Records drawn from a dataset
##############################

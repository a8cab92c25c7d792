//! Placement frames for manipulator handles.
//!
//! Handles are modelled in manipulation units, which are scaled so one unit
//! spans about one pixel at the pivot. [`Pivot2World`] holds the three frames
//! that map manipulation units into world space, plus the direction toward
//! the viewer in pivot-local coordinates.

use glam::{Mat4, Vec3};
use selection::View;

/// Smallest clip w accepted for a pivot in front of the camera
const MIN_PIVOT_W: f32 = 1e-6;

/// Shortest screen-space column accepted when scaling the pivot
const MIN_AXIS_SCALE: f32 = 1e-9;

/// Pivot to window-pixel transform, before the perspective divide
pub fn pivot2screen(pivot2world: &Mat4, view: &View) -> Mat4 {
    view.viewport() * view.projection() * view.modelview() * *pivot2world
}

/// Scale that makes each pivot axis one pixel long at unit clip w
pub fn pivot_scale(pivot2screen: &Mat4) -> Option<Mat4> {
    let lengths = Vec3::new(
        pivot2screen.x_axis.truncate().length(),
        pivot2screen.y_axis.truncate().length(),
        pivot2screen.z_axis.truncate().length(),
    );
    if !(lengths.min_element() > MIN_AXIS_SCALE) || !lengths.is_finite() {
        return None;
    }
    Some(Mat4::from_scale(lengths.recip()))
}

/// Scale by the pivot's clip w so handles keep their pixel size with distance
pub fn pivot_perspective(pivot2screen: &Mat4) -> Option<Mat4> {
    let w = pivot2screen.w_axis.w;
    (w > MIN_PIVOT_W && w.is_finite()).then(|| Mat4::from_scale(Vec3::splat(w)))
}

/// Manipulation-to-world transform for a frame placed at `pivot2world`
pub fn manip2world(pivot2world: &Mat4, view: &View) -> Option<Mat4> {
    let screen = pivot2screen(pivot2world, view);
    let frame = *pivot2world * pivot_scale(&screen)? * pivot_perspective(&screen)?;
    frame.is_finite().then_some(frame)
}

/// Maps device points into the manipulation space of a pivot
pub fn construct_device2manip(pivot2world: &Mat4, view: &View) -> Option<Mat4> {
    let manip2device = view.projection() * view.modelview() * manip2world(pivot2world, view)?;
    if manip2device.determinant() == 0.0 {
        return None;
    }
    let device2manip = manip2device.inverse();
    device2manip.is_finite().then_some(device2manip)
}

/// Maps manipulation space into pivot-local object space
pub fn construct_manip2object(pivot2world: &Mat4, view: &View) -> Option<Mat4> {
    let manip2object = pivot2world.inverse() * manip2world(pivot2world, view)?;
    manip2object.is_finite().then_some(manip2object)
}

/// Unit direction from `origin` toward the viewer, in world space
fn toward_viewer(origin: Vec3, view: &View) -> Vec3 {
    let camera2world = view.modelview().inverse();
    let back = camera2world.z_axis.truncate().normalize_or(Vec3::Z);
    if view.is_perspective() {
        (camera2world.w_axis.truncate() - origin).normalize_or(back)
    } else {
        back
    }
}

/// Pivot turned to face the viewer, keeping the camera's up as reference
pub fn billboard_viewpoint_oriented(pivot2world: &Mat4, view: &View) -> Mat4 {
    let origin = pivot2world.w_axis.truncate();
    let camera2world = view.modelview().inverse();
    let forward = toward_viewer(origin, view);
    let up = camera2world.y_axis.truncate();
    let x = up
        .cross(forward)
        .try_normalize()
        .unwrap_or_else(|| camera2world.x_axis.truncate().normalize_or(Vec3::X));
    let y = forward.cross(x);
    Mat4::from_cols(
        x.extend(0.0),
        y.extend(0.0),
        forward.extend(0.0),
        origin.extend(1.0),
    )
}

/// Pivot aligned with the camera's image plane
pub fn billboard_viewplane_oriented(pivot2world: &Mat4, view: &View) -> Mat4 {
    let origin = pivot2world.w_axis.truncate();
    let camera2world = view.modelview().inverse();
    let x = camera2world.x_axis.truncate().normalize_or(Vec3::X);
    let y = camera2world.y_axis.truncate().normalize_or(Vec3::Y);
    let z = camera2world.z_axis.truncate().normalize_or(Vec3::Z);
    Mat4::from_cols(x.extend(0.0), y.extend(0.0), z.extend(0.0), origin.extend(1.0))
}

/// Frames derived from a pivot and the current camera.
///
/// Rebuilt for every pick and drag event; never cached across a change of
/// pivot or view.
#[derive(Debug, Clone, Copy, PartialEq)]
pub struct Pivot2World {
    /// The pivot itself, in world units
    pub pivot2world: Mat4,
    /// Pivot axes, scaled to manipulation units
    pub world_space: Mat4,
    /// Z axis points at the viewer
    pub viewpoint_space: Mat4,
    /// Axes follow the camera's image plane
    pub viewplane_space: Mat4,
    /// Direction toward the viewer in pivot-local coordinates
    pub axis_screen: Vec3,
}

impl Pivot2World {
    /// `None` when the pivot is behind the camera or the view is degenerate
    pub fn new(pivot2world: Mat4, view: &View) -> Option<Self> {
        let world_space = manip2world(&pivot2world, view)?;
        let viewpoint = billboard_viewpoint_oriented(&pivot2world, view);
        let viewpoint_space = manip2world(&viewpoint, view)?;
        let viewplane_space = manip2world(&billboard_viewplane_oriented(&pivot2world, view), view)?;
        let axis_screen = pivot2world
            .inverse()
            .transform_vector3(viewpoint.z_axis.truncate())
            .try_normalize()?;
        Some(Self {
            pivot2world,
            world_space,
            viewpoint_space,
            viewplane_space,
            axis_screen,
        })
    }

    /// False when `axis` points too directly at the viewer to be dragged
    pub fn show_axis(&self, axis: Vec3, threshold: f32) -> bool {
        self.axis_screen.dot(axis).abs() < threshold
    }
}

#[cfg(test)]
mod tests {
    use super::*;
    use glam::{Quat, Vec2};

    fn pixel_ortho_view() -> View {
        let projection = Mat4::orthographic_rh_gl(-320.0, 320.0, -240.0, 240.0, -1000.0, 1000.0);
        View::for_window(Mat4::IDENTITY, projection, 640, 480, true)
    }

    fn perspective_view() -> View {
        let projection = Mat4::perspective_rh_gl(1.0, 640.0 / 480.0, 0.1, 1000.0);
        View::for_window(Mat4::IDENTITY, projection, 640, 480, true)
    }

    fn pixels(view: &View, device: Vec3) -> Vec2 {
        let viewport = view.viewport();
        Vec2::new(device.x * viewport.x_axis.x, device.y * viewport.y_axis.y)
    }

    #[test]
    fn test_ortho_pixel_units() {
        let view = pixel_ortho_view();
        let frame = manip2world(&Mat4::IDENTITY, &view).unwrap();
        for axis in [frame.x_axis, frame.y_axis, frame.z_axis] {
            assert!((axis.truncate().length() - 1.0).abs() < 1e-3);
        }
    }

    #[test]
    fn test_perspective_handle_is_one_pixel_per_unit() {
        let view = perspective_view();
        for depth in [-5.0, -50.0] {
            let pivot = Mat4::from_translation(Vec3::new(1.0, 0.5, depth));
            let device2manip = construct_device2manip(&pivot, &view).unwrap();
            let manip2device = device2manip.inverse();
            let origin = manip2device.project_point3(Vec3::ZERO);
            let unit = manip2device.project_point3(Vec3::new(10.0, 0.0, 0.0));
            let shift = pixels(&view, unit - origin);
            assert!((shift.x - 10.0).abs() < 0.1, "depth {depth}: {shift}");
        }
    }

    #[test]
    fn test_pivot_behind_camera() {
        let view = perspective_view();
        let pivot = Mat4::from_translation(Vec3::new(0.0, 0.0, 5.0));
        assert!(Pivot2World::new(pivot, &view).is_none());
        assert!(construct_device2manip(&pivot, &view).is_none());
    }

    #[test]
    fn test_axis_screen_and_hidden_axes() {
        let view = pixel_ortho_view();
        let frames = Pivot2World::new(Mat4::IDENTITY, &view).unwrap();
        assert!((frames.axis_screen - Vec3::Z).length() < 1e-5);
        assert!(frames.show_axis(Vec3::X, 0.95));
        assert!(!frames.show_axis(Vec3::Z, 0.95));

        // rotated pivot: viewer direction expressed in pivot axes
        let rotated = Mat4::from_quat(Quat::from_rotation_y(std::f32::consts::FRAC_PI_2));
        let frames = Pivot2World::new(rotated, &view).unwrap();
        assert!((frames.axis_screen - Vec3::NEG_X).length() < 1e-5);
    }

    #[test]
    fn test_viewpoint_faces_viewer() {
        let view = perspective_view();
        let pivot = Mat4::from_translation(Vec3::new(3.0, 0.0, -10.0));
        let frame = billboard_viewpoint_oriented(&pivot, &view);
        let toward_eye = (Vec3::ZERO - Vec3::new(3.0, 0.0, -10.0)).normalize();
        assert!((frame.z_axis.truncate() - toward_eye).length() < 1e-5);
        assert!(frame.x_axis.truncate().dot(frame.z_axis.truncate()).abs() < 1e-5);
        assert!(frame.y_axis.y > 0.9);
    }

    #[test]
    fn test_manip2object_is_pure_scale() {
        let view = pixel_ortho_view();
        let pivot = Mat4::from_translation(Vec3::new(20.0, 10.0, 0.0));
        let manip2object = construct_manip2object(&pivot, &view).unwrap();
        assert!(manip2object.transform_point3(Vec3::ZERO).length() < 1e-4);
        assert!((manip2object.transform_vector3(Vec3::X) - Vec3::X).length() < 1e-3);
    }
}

##############################

▸ TASK PROMPT
What lines above contain the word "threshold"? Please copy each one.

▸ ANSWER SPACE
    pub fn show_axis(&self, axis: Vec3, threshold: f32) -> bool {
        self.axis_screen.dot(axis).abs() < threshold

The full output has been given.